De comeback van een idee dat zijn tijd ver vooruit was
Begin vorige eeuw onthulde Ferdinand Porsche een elektrisch prototype met een revolutionair concept: elk wiel had zijn eigen motor. Het idee verdween in de schaduw van de verbrandingsmotor, maar ruim een eeuw later is het terug, met technologie die alles kan veranderen.
Deze zogenoemde in-wheel motors of wielnaafmotoren verplaatsen de aandrijving rechtstreeks naar de wielen. Geen transmissie, geen assen, geen differentieel. Daardoor gaan er minder energieverliezen verloren, ontstaat meer binnenruimte en kan elk wiel afzonderlijk worden aangestuurd.
Volgens experts kan dit niet alleen het rijgedrag van elektrische auto’s drastisch verbeteren, maar ook de vormgeving van auto’s volledig herschrijven.
300.000 kilometer zonder onderhoud
Nieuwe generatie wielmotoren, zoals de Protean Gen5 uit het Verenigd Koninkrijk, laten zien hoe ver de techniek is gevorderd. Deze motoren leveren tot 1.500 Nm koppel per wiel en doorstaan extreme tests op hitte, kou en trillingen.
Hun levensduur? Tot 300.000 kilometer zonder onderhoud, wat ze aantrekkelijk maakt voor zowel personenauto’s als vrachtwagens.
Ook BMW mengt zich nu in de strijd. Samen met de Duitse startup DeepDrive ontwikkelt het merk compacte wielmotoren die tot 20 procent efficiënter zijn dan conventionele EV-systemen. Ze integreren zelfs het remsysteem in de motorbehuizing, waardoor auto’s eenvoudiger en lichter worden.
Bij interne tests haalt een prototype met vier wielmotoren meer dan 800 pk en een actieradius van ruim 800 kilometer per lading.

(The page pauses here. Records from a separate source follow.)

//! Save pipeline behavior: filenames, modes, materialization, atomicity.

use std::fs;
use std::sync::Arc;

use lightreport::{
  Asset, AssetKind, AssetResolver, HttpFetcher, Report, SaveOptions,
};

/// Assets resolvable without any network: data URLs through the stock
/// fetcher.
fn offline_assets() -> Vec<Asset> {
  vec![
    Asset::new("data:text/css,body { margin: 0 }", AssetKind::Stylesheet),
    Asset::new("data:text/javascript,console.log(1)", AssetKind::Script),
  ]
}

fn offline_resolver() -> AssetResolver {
  AssetResolver::with(offline_assets(), Arc::new(HttpFetcher::new()))
}

#[test]
fn remote_save_derives_slug_filename() {
  let tmp = tempfile::tempdir().unwrap();
  let report = Report::new("My Report! (v2)");
  let options = SaveOptions::default()
    .with_dir(tmp.path())
    .with_prefix("run1-");

  let path = report.save(&options).unwrap();
  assert_eq!(path, tmp.path().join("run1-My_Report_v2.html"));
  let html = fs::read_to_string(&path).unwrap();
  assert!(html.contains("My Report! (v2)"));
  assert!(html.contains("bootstrap.min.css"));
}

#[test]
fn default_prefix_is_a_timestamp() {
  let tmp = tempfile::tempdir().unwrap();
  let report = Report::new("Stamped");
  let path = report.save(&SaveOptions::default().with_dir(tmp.path())).unwrap();
  let name = path.file_name().unwrap().to_string_lossy().into_owned();
  assert!(name.ends_with("-Stamped.html"), "name: {name}");
  // YYYY_MM_DD-HH_MM_SS- prefix.
  assert_eq!(name.len(), "YYYY_MM_DD-HH_MM_SS-".len() + "Stamped.html".len());
}

#[test]
fn save_creates_missing_directories() {
  let tmp = tempfile::tempdir().unwrap();
  let nested = tmp.path().join("a").join("b");
  let report = Report::new("Nested");
  let path = report
    .save(&SaveOptions::default().with_dir(&nested).with_prefix(""))
    .unwrap();
  assert_eq!(path, nested.join("Nested.html"));
  assert!(path.is_file());
}

#[test]
fn conflicting_modes_fail_before_any_io() {
  let tmp = tempfile::tempdir().unwrap();
  let target = tmp.path().join("untouched");
  let report = Report::new("Conflict");

  let mut options = SaveOptions::inline().with_dir(&target);
  options.remote = true;
  let err = report.save(&options).unwrap_err();
  assert!(matches!(err, lightreport::Error::InvalidConfiguration { .. }));
  // The target directory was never created.
  assert!(!target.exists());
}

#[test]
fn local_save_materializes_content_addressed_assets() {
  let tmp = tempfile::tempdir().unwrap();
  let mut report = Report::new("Local Mode");
  report.add("body text").unwrap();

  let resolver = offline_resolver();
  let path = report
    .save_with(&resolver, &SaveOptions::local().with_dir(tmp.path()).with_prefix(""))
    .unwrap();

  let names: Vec<String> = fs::read_dir(tmp.path())
    .unwrap()
    .map(|e| e.unwrap().file_name().to_string_lossy().into_owned())
    .collect();
  let css = names.iter().find(|n| n.ends_with(".css")).expect("css file");
  let js = names.iter().find(|n| n.ends_with(".js")).expect("js file");
  assert_eq!(
    fs::read_to_string(tmp.path().join(css)).unwrap(),
    "body { margin: 0 }"
  );

  // The document references the materialized names, not the source URLs.
  let html = fs::read_to_string(&path).unwrap();
  assert!(html.contains(&format!("href=\"{css}\"")));
  assert!(html.contains(&format!("src=\"{js}\"")));
  assert!(!html.contains("data:text/css"));
}

#[test]
fn inline_save_is_standalone() {
  let tmp = tempfile::tempdir().unwrap();
  let report = Report::new("Standalone");
  let resolver = offline_resolver();
  let path = report
    .save_with(&resolver, &SaveOptions::inline().with_dir(tmp.path()))
    .unwrap();

  let html = fs::read_to_string(&path).unwrap();
  assert!(html.contains("<style type=\"text/css\" media=\"screen\">body { margin: 0 }</style>"));
  assert!(html.contains("<script>console.log(1)</script>"));

  // Only the document itself was written.
  assert_eq!(fs::read_dir(tmp.path()).unwrap().count(), 1);
}

#[test]
fn failed_resolution_leaves_no_document_behind() {
  let tmp = tempfile::tempdir().unwrap();
  let assets = vec![Asset::new("ftp://nope.example/style.css", AssetKind::Stylesheet)];
  let resolver = AssetResolver::with(assets, Arc::new(HttpFetcher::new()));
  let report = Report::new("Doomed");

  let err = report
    .save_with(&resolver, &SaveOptions::inline().with_dir(tmp.path()))
    .unwrap_err();
  assert!(matches!(err, lightreport::Error::ResourceFetch { .. }));
  assert_eq!(fs::read_dir(tmp.path()).unwrap().count(), 0);
}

Waarom deze technologie zoveel belooft
Wielmotoren maken nieuwe rijconcepten mogelijk. Doordat elk wiel onafhankelijk kan draaien, kunnen auto’s straks letterlijk rond hun as draaien, of extra grip krijgen in sneeuw of regen. De technologie maakt ook het verdwijnen van de motorkap denkbaar. De vrijgekomen ruimte kan worden benut voor meer accu’s of passagiersruimte.

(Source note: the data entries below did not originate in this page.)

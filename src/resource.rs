//! Asset fetching, caching and header resolution.
//!
//! Reports reference a fixed set of front-end assets (bootstrap css/js,
//! bootstrap-toc, jquery, plotly). At save time the caller picks one of three
//! mutually exclusive header modes:
//!
//! - [`HeaderMode::Remote`]: tags point at the CDN URLs, no network access.
//! - [`HeaderMode::Local`]: tags reference content-addressed files written
//!   next to the report by [`AssetResolver::materialize`].
//! - [`HeaderMode::Inline`]: fetched contents are embedded literally.
//!
//! Fetching goes through a [`ResourceFetcher`] seam (mockable in tests,
//! offline via `file://`) and a process-lifetime [`FetchCache`] so each URL
//! is fetched at most once per session, shared across local and inline
//! resolution.

use std::collections::HashMap;
use std::path::Path;
use std::sync::{Arc, Mutex, PoisonError};
use std::time::Duration;

use base64::Engine;
use sha2::{Digest, Sha256};
use url::Url;

use crate::error::{Error, Result};

/// Default User-Agent string sent by [`HttpFetcher`].
pub const DEFAULT_USER_AGENT: &str = concat!("lightreport/", env!("CARGO_PKG_VERSION"));

/// The kind of a front-end asset, deciding both tag shape and file extension.
#[derive(Debug, Clone, Copy, PartialEq, Eq)]
pub enum AssetKind {
  Stylesheet,
  Script,
}

impl AssetKind {
  pub fn extension(&self) -> &'static str {
    match self {
      AssetKind::Stylesheet => "css",
      AssetKind::Script => "js",
    }
  }
}

/// One referenced asset: a URL plus its kind.
#[derive(Debug, Clone, PartialEq, Eq)]
pub struct Asset {
  pub url: String,
  pub kind: AssetKind,
}

impl Asset {
  pub fn new(url: impl Into<String>, kind: AssetKind) -> Self {
    Self {
      url: url.into(),
      kind,
    }
  }
}

/// The fixed asset set every report references, stylesheets first.
pub fn default_assets() -> Vec<Asset> {
  const CSS: [&str; 3] = [
    "https://maxcdn.bootstrapcdn.com/bootstrap/3.3.7/css/bootstrap.min.css",
    "https://maxcdn.bootstrapcdn.com/bootstrap/3.3.7/css/bootstrap-theme.min.css",
    "https://cdn.rawgit.com/afeld/bootstrap-toc/v0.4.1/dist/bootstrap-toc.min.css",
  ];
  const JS: [&str; 4] = [
    "https://ajax.googleapis.com/ajax/libs/jquery/1.12.4/jquery.min.js",
    "https://maxcdn.bootstrapcdn.com/bootstrap/3.3.7/js/bootstrap.min.js",
    "https://cdn.rawgit.com/afeld/bootstrap-toc/v0.4.1/dist/bootstrap-toc.min.js",
    "https://cdn.plot.ly/plotly-latest.min.js",
  ];
  CSS
    .iter()
    .map(|u| Asset::new(*u, AssetKind::Stylesheet))
    .chain(JS.iter().map(|u| Asset::new(*u, AssetKind::Script)))
    .collect()
}

/// How asset references are emitted into the document head.
#[derive(Debug, Clone, Copy, PartialEq, Eq)]
pub enum HeaderMode {
  /// Reference the remote URLs directly.
  Remote,
  /// Reference content-addressed local files.
  Local,
  /// Embed the fetched contents literally.
  Inline,
}

/// Result of fetching an external resource.
#[derive(Debug, Clone)]
pub struct FetchedResource {
  /// Raw bytes of the resource.
  pub bytes: Vec<u8>,
  /// Content-Type header value, if available.
  pub content_type: Option<String>,
}

impl FetchedResource {
  pub fn new(bytes: Vec<u8>, content_type: Option<String>) -> Self {
    Self { bytes, content_type }
  }
}

/// Trait for fetching external resources.
///
/// URLs can be `http://`/`https://` (network), `file://` (filesystem) or
/// `data:` (decoded inline). Implementations must be `Send + Sync` so a
/// resolver can be shared across threads.
pub trait ResourceFetcher: Send + Sync {
  fn fetch(&self, url: &str) -> Result<FetchedResource>;
}

impl<T: ResourceFetcher + ?Sized> ResourceFetcher for Arc<T> {
  fn fetch(&self, url: &str) -> Result<FetchedResource> {
    (**self).fetch(url)
  }
}

/// Default HTTP resource fetcher with an explicit timeout.
#[derive(Debug, Clone)]
pub struct HttpFetcher {
  timeout: Duration,
  user_agent: String,
  max_size: usize,
}

impl Default for HttpFetcher {
  fn default() -> Self {
    Self {
      timeout: Duration::from_secs(30),
      user_agent: DEFAULT_USER_AGENT.to_string(),
      max_size: 50 * 1024 * 1024,
    }
  }
}

impl HttpFetcher {
  pub fn new() -> Self {
    Self::default()
  }

  /// Set the request timeout. Expiry surfaces as [`Error::ResourceFetch`].
  pub fn with_timeout(mut self, timeout: Duration) -> Self {
    self.timeout = timeout;
    self
  }

  pub fn with_user_agent(mut self, user_agent: impl Into<String>) -> Self {
    self.user_agent = user_agent.into();
    self
  }

  pub fn with_max_size(mut self, max_size: usize) -> Self {
    self.max_size = max_size;
    self
  }

  fn fetch_http(&self, url: &str) -> Result<FetchedResource> {
    let config = ureq::Agent::config_builder()
      .timeout_global(Some(self.timeout))
      .build();
    let agent: ureq::Agent = config.into();

    let mut current = url.to_string();
    for _ in 0..10 {
      let mut response = agent
        .get(&current)
        .header("User-Agent", &self.user_agent)
        .call()
        .map_err(|e| Error::fetch(url, e.to_string()))?;

      let status = response.status();
      if (300..400).contains(&status.as_u16()) {
        if let Some(location) = response.headers().get("location").and_then(|h| h.to_str().ok()) {
          current = Url::parse(&current)
            .ok()
            .and_then(|base| base.join(location).ok())
            .map(|u| u.to_string())
            .unwrap_or_else(|| location.to_string());
          continue;
        }
      }
      if !status.is_success() {
        return Err(Error::fetch(url, format!("HTTP status {status}")));
      }

      let content_type = response
        .headers()
        .get("content-type")
        .and_then(|h| h.to_str().ok())
        .map(|s| s.to_string());

      let bytes = response
        .body_mut()
        .with_config()
        .limit(self.max_size as u64)
        .read_to_vec()
        .map_err(|e| Error::fetch(url, e.into_io().to_string()))?;

      log::debug!("fetched {} ({} bytes)", url, bytes.len());
      return Ok(FetchedResource::new(bytes, content_type));
    }

    Err(Error::fetch(url, "too many redirects"))
  }

  fn fetch_file(&self, url: &str) -> Result<FetchedResource> {
    let path = url.strip_prefix("file://").unwrap_or(url);
    let bytes = std::fs::read(path).map_err(|e| Error::fetch(url, e.to_string()))?;
    Ok(FetchedResource::new(bytes, None))
  }

  fn fetch_data(&self, url: &str) -> Result<FetchedResource> {
    decode_data_url(url)
  }
}

impl ResourceFetcher for HttpFetcher {
  fn fetch(&self, url: &str) -> Result<FetchedResource> {
    if url.starts_with("data:") {
      self.fetch_data(url)
    } else if url.starts_with("file://") {
      self.fetch_file(url)
    } else if url.starts_with("http://") || url.starts_with("https://") {
      self.fetch_http(url)
    } else {
      Err(Error::fetch(url, "unsupported URL scheme"))
    }
  }
}

/// Decode a `data:` URL into bytes. Base64 payloads are decoded; other
/// payloads are taken verbatim.
fn decode_data_url(url: &str) -> Result<FetchedResource> {
  let rest = url
    .strip_prefix("data:")
    .ok_or_else(|| Error::fetch(url, "not a data URL"))?;
  let (header, data) = rest
    .split_once(',')
    .ok_or_else(|| Error::fetch(url, "missing comma in data URL"))?;

  let media_type = header
    .split(';')
    .next()
    .filter(|s| s.contains('/'))
    .map(|s| s.to_string());

  let bytes = if header.ends_with(";base64") {
    base64::engine::general_purpose::STANDARD
      .decode(data)
      .map_err(|e| Error::fetch(url, format!("invalid base64: {e}")))?
  } else {
    data.as_bytes().to_vec()
  };

  Ok(FetchedResource::new(bytes, media_type))
}

/// Process-lifetime cache of fetched asset bytes, keyed by URL.
///
/// Populated lazily, never evicted; the asset set is small and fixed. Safe to
/// share across threads: two callers racing on the same URL may both fetch,
/// but one result wins and all callers observe the same bytes afterwards.
#[derive(Default)]
pub struct FetchCache {
  entries: Mutex<HashMap<String, Arc<Vec<u8>>>>,
}

impl FetchCache {
  pub fn new() -> Self {
    Self::default()
  }

  /// Return the cached bytes for `url`, fetching through `fetcher` on a miss.
  pub fn get_or_fetch(&self, fetcher: &dyn ResourceFetcher, url: &str) -> Result<Arc<Vec<u8>>> {
    if let Some(hit) = self.lock().get(url).cloned() {
      return Ok(hit);
    }
    // Fetch outside the lock; a concurrent duplicate fetch is benign and the
    // first inserted entry wins.
    let fetched = fetcher.fetch(url)?;
    let bytes = Arc::new(fetched.bytes);
    let mut entries = self.lock();
    Ok(entries.entry(url.to_string()).or_insert(bytes).clone())
  }

  pub fn contains(&self, url: &str) -> bool {
    self.lock().contains_key(url)
  }

  pub fn len(&self) -> usize {
    self.lock().len()
  }

  pub fn is_empty(&self) -> bool {
    self.lock().is_empty()
  }

  fn lock(&self) -> std::sync::MutexGuard<'_, HashMap<String, Arc<Vec<u8>>>> {
    self.entries.lock().unwrap_or_else(PoisonError::into_inner)
  }
}

/// Resolves the asset list into head markup and local files.
pub struct AssetResolver {
  assets: Vec<Asset>,
  fetcher: Arc<dyn ResourceFetcher>,
  cache: FetchCache,
}

impl Default for AssetResolver {
  fn default() -> Self {
    Self::new()
  }
}

impl AssetResolver {
  /// Resolver over the default asset set and HTTP fetcher.
  pub fn new() -> Self {
    Self::with(default_assets(), Arc::new(HttpFetcher::new()))
  }

  /// Resolver over a custom asset list and fetcher.
  pub fn with(assets: Vec<Asset>, fetcher: Arc<dyn ResourceFetcher>) -> Self {
    Self {
      assets,
      fetcher,
      cache: FetchCache::new(),
    }
  }

  pub fn assets(&self) -> &[Asset] {
    &self.assets
  }

  pub fn cache(&self) -> &FetchCache {
    &self.cache
  }

  /// Produce the head markup for `mode`; stylesheets first, then scripts.
  ///
  /// `Remote` performs no I/O. `Local` and `Inline` fetch every asset through
  /// the shared cache and fail with [`Error::ResourceFetch`] on the first
  /// unreachable URL, before any output is produced.
  pub fn header(&self, mode: HeaderMode) -> Result<String> {
    let mut out = String::new();
    for kind in [AssetKind::Stylesheet, AssetKind::Script] {
      for asset in self.assets.iter().filter(|a| a.kind == kind) {
        out.push_str(&self.asset_tag(asset, mode)?);
      }
    }
    Ok(out)
  }

  fn asset_tag(&self, asset: &Asset, mode: HeaderMode) -> Result<String> {
    let tag = match (mode, asset.kind) {
      (HeaderMode::Remote, AssetKind::Stylesheet) => {
        format!("<link rel=\"stylesheet\" href=\"{}\">", asset.url)
      }
      (HeaderMode::Remote, AssetKind::Script) => {
        format!("<script src=\"{}\"></script>", asset.url)
      }
      (HeaderMode::Local, AssetKind::Stylesheet) => {
        format!("<link rel=\"stylesheet\" href=\"{}\">", self.local_filename(asset)?)
      }
      (HeaderMode::Local, AssetKind::Script) => {
        format!("<script src=\"{}\"></script>", self.local_filename(asset)?)
      }
      (HeaderMode::Inline, AssetKind::Stylesheet) => {
        format!(
          "<style type=\"text/css\" media=\"screen\">{}</style>",
          self.inline_text(asset)?
        )
      }
      (HeaderMode::Inline, AssetKind::Script) => {
        format!("<script>{}</script>", self.inline_text(asset)?)
      }
    };
    Ok(tag)
  }

  /// Content-addressed filename for an asset: a hash of the fetched bytes
  /// (not the URL) plus the kind's extension, so changed upstream content
  /// gets a fresh name while stable content keeps one.
  pub fn local_filename(&self, asset: &Asset) -> Result<String> {
    let bytes = self.fetch_cached(asset)?;
    Ok(format!(
      "{hash}.{ext}",
      hash = &hex_sha256(&bytes)[..32],
      ext = asset.kind.extension()
    ))
  }

  /// Write every asset into `dir` under its content-addressed name.
  ///
  /// Idempotent: existing files are left alone (the name pins the content),
  /// and the network is touched only on cache misses.
  pub fn materialize(&self, dir: &Path) -> Result<()> {
    for asset in &self.assets {
      let bytes = self.fetch_cached(asset)?;
      let path = dir.join(self.local_filename(asset)?);
      if path.exists() {
        continue;
      }
      let tmp = path.with_extension(format!("{}.tmp", asset.kind.extension()));
      std::fs::write(&tmp, bytes.as_slice())?;
      std::fs::rename(&tmp, &path)?;
      log::info!("materialized {} -> {}", asset.url, path.display());
    }
    Ok(())
  }

  /// Fetched asset content as text, for the inline arms. Silently inlining
  /// mangled bytes would ship a subtly broken standalone document, so
  /// invalid UTF-8 is a fetch error, not a lossy conversion.
  fn inline_text(&self, asset: &Asset) -> Result<String> {
    let bytes = self.fetch_cached(asset)?;
    match std::str::from_utf8(&bytes) {
      Ok(text) => Ok(text.to_string()),
      Err(_) => Err(Error::fetch(&asset.url, "asset content is not valid UTF-8")),
    }
  }

  fn fetch_cached(&self, asset: &Asset) -> Result<Arc<Vec<u8>>> {
    self.cache.get_or_fetch(&*self.fetcher, &asset.url)
  }
}

fn hex_sha256(bytes: &[u8]) -> String {
  let mut hasher = Sha256::new();
  hasher.update(bytes);
  let digest = hasher.finalize();
  const HEX: &[u8; 16] = b"0123456789abcdef";
  let mut out = String::with_capacity(64);
  for &b in digest.iter() {
    out.push(HEX[(b >> 4) as usize] as char);
    out.push(HEX[(b & 0x0f) as usize] as char);
  }
  out
}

BMW is niet het enige merk dat dit onderzoekt. Toyota, Mercedes en zelfs startup Aptera in de VS testen varianten van dezelfde techniek. Toch lijkt Duitsland het centrum te worden van deze stille revolutie.
Laadtijd en actieradius
Nederlanders rijden steeds meer elektrisch, maar de grootste frustratie blijft hetzelfde: laadtijd en actieradius. Wielmotoren kunnen beide verbeteren. Minder gewicht betekent minder verbruik, en door het wegvallen van aandrijfassen is er meer ruimte voor batterijen.
Bovendien zouden onderhoudskosten dalen. Geen versnellingsbak, geen assen, geen transmissie, minder onderdelen betekent minder kans op slijtage.
Toch is er ook een keerzijde. Het extra gewicht in de wielen stelt hogere eisen aan de vering en de bescherming tegen water en vuil. Daarom testen fabrikanten deze motoren jarenlang onder extreme omstandigheden voordat ze de weg op mogen.
Elektrische aandrijving
De grote vraag is niet meer of wielmotoren de weg naar productie vinden, maar wanneer. Volgens technici bij Protean en DeepDrive kunnen de eerste modellen al vanaf 2027 verschijnen in luxe EV’s en lichte bedrijfswagens.
Stephen Lambert, hoofdtechnoloog bij Protean, zegt het treffend: “Wielmotoren veranderen niet alleen hoe auto’s rijden, maar ook hoe ze eruitzien.”
Als die voorspelling uitkomt, dan zou de elektrische auto van de toekomst weleens kunnen teruggrijpen op een idee dat al 125 jaar oud is.